● **Instructions for the task**:
Pull every line with "total" from the data.

● **Records provided**:

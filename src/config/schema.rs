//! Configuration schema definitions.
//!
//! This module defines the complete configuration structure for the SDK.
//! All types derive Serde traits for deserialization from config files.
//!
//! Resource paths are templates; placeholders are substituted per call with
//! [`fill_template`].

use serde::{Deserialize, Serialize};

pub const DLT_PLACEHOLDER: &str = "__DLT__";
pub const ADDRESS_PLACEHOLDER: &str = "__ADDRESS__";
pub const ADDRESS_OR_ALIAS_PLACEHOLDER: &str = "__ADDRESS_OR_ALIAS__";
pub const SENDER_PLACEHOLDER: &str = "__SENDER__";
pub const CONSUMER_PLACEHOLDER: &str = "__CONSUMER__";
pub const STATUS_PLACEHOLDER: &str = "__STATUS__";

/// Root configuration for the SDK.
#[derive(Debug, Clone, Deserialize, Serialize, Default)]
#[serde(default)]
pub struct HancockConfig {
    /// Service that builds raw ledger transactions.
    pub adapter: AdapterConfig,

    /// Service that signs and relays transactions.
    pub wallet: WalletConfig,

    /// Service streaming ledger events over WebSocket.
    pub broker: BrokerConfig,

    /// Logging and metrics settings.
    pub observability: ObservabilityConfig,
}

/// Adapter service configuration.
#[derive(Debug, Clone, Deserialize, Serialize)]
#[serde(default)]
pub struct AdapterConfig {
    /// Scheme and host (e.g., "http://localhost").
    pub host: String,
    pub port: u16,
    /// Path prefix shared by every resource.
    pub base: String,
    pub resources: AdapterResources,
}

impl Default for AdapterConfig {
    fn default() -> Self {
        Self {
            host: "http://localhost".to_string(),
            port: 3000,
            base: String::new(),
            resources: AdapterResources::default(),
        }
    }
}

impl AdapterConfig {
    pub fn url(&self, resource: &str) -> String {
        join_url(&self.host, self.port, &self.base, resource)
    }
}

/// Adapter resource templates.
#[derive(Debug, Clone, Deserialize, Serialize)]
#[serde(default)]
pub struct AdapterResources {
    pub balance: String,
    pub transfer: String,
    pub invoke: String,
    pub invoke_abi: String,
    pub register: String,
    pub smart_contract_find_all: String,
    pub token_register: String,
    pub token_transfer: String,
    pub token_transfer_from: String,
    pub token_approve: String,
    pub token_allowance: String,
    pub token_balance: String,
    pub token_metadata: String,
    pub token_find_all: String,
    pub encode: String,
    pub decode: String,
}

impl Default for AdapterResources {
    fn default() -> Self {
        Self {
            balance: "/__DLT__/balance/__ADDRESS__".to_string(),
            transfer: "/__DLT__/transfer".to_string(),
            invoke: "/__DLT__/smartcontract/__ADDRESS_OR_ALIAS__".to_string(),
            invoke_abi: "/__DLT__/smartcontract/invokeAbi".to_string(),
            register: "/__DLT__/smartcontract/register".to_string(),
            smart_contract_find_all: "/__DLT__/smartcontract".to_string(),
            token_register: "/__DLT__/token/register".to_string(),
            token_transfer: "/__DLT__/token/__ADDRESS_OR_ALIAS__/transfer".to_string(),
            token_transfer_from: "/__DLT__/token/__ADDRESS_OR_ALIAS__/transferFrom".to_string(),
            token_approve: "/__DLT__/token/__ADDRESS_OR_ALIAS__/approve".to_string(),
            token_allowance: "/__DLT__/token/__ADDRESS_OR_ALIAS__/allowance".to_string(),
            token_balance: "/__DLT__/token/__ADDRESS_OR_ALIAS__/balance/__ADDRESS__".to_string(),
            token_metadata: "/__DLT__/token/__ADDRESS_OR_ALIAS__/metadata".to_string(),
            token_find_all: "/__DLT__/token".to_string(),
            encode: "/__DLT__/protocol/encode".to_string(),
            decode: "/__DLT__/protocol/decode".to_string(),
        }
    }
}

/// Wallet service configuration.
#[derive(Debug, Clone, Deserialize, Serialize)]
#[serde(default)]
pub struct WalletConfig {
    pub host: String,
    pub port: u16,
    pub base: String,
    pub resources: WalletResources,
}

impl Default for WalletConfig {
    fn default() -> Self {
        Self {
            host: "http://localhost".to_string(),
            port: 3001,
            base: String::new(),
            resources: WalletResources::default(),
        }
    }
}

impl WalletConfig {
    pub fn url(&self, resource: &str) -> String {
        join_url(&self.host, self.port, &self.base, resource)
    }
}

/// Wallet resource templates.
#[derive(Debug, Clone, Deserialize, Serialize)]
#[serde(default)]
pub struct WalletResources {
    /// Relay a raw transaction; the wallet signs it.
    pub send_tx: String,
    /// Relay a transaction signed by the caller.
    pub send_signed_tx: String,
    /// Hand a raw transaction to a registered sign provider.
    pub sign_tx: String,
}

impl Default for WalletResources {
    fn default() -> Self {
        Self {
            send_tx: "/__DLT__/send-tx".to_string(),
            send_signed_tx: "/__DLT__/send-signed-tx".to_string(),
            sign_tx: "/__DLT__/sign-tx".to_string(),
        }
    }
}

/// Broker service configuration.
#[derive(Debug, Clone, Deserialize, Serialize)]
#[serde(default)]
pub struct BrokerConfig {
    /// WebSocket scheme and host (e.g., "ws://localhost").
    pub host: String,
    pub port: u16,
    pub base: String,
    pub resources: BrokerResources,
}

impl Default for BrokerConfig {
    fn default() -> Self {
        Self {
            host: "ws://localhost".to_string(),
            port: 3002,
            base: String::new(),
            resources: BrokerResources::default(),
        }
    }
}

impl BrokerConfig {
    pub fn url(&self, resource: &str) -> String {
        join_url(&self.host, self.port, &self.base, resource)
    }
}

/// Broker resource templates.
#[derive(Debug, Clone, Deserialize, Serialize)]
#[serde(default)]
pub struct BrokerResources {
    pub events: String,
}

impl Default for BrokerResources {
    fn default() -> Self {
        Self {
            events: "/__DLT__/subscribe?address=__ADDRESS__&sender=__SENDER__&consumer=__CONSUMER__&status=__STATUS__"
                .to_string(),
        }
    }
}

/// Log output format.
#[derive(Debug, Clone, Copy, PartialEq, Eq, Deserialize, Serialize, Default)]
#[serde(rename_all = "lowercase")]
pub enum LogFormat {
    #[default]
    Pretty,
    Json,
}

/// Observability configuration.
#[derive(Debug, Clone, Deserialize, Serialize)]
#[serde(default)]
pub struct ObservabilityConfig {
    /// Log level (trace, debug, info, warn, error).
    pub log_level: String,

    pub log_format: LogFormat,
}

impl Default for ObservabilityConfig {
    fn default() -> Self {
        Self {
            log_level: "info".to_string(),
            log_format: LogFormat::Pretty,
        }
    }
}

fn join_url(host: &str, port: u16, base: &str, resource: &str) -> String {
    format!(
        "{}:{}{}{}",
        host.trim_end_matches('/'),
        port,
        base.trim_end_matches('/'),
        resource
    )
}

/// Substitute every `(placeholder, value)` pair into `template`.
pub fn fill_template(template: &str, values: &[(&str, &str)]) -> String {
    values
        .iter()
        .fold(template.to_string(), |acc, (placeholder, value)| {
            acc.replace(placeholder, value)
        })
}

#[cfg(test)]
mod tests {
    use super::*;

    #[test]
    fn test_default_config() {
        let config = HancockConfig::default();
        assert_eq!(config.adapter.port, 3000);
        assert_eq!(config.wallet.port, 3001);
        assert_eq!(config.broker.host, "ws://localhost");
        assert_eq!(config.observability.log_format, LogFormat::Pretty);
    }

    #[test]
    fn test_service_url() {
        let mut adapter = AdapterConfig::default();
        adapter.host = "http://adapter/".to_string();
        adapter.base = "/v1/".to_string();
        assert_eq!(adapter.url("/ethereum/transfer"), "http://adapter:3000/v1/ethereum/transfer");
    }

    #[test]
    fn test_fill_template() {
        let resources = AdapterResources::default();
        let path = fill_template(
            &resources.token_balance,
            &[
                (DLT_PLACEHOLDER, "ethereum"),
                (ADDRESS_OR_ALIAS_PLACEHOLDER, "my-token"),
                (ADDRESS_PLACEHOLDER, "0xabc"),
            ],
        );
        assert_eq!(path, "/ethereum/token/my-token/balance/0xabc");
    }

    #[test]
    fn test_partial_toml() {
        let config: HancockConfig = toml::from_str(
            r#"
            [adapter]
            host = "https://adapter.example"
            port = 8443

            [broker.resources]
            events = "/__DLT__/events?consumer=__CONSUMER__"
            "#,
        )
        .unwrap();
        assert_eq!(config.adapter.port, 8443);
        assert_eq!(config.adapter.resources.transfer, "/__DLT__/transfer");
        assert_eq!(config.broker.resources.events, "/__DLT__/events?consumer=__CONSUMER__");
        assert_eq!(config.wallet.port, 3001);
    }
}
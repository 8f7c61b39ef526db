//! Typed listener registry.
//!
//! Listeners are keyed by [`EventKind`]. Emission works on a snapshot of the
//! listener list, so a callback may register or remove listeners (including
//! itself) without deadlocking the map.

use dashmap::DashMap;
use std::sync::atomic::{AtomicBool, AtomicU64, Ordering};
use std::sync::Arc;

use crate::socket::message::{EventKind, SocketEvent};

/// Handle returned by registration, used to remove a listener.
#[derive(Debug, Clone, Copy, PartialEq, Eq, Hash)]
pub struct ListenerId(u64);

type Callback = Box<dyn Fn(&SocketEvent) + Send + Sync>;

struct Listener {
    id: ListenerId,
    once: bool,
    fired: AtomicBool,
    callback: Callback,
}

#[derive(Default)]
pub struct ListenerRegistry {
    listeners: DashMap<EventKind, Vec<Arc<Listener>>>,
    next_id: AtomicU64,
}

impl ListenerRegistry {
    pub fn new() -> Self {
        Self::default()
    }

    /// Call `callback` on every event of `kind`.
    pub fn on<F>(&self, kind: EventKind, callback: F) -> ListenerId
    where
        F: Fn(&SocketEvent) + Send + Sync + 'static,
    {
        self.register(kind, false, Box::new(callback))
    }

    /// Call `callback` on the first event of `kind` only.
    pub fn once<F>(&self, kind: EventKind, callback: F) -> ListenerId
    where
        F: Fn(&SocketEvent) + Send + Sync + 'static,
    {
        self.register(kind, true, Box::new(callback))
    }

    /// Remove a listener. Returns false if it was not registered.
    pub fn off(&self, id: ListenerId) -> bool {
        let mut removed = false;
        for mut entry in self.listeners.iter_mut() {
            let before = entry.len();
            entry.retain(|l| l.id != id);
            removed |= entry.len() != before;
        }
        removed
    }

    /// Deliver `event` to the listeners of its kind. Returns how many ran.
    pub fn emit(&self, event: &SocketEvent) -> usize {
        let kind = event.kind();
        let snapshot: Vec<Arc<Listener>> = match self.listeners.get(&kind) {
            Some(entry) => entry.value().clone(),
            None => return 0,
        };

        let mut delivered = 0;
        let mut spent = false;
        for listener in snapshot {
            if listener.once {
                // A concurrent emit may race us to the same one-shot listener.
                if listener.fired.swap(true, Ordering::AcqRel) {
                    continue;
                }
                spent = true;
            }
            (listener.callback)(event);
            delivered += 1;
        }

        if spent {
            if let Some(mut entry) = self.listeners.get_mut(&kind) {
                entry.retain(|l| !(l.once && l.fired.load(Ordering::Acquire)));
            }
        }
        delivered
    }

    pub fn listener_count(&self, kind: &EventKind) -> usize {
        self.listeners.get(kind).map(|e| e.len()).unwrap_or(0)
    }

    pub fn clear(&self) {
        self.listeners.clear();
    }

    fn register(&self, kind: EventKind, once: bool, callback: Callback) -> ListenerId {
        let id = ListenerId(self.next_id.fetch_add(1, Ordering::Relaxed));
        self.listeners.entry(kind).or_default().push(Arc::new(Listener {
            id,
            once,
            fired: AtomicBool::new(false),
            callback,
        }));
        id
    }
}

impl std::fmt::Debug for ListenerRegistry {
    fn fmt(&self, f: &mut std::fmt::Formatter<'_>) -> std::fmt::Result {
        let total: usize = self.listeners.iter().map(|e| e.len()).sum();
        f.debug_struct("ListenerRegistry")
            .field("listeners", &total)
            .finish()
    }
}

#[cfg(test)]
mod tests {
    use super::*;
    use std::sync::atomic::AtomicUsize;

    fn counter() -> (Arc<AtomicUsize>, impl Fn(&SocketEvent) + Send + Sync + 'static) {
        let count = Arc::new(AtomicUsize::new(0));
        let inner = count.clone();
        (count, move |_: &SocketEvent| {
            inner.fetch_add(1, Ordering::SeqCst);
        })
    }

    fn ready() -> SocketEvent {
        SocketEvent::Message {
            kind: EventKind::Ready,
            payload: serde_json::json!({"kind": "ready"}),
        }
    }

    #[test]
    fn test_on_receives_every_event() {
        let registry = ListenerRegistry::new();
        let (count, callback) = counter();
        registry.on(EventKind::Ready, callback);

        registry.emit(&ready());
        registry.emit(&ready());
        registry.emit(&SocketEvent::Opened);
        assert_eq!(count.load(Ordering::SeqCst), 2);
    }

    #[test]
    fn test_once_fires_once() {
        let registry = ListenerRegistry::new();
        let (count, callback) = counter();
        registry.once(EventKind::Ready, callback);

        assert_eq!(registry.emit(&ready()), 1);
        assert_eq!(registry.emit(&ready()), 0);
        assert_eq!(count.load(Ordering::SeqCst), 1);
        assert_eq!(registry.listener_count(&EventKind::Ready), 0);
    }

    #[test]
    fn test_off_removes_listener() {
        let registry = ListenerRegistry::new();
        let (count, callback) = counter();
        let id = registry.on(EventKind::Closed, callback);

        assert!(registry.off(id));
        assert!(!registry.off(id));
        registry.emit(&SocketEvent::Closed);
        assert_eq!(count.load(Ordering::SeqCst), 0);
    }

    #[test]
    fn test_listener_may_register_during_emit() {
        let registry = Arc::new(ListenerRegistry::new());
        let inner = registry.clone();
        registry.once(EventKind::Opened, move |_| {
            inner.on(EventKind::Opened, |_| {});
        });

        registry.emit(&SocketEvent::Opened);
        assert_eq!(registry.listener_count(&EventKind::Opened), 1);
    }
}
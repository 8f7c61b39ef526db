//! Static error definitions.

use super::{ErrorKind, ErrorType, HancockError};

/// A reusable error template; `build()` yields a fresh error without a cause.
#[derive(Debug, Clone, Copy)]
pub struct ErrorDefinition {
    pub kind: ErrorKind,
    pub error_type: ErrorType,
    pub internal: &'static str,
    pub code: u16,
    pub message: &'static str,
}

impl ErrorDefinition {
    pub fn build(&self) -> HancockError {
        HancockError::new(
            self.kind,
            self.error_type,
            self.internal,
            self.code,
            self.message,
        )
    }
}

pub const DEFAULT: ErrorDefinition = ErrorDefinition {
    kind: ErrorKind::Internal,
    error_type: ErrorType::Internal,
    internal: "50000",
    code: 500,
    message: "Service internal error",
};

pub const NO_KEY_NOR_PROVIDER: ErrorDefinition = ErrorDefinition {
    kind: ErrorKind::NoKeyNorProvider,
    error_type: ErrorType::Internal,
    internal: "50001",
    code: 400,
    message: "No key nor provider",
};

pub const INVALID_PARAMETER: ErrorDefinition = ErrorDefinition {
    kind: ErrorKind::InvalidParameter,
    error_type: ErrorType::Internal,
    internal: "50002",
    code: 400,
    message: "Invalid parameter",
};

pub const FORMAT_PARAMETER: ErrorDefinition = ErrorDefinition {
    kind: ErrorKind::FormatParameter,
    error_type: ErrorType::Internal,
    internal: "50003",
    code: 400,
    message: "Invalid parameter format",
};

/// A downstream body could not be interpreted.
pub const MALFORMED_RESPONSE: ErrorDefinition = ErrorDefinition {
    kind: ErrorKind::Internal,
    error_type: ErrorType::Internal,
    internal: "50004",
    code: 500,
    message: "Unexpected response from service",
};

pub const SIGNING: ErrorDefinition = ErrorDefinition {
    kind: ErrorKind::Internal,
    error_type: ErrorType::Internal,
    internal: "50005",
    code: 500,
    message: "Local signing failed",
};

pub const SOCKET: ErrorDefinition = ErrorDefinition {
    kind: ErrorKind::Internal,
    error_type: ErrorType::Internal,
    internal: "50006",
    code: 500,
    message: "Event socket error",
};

● **Response**:
        let total: usize = self.listeners.iter().map(|e| e.len()).sum();
            .field("listeners", &total)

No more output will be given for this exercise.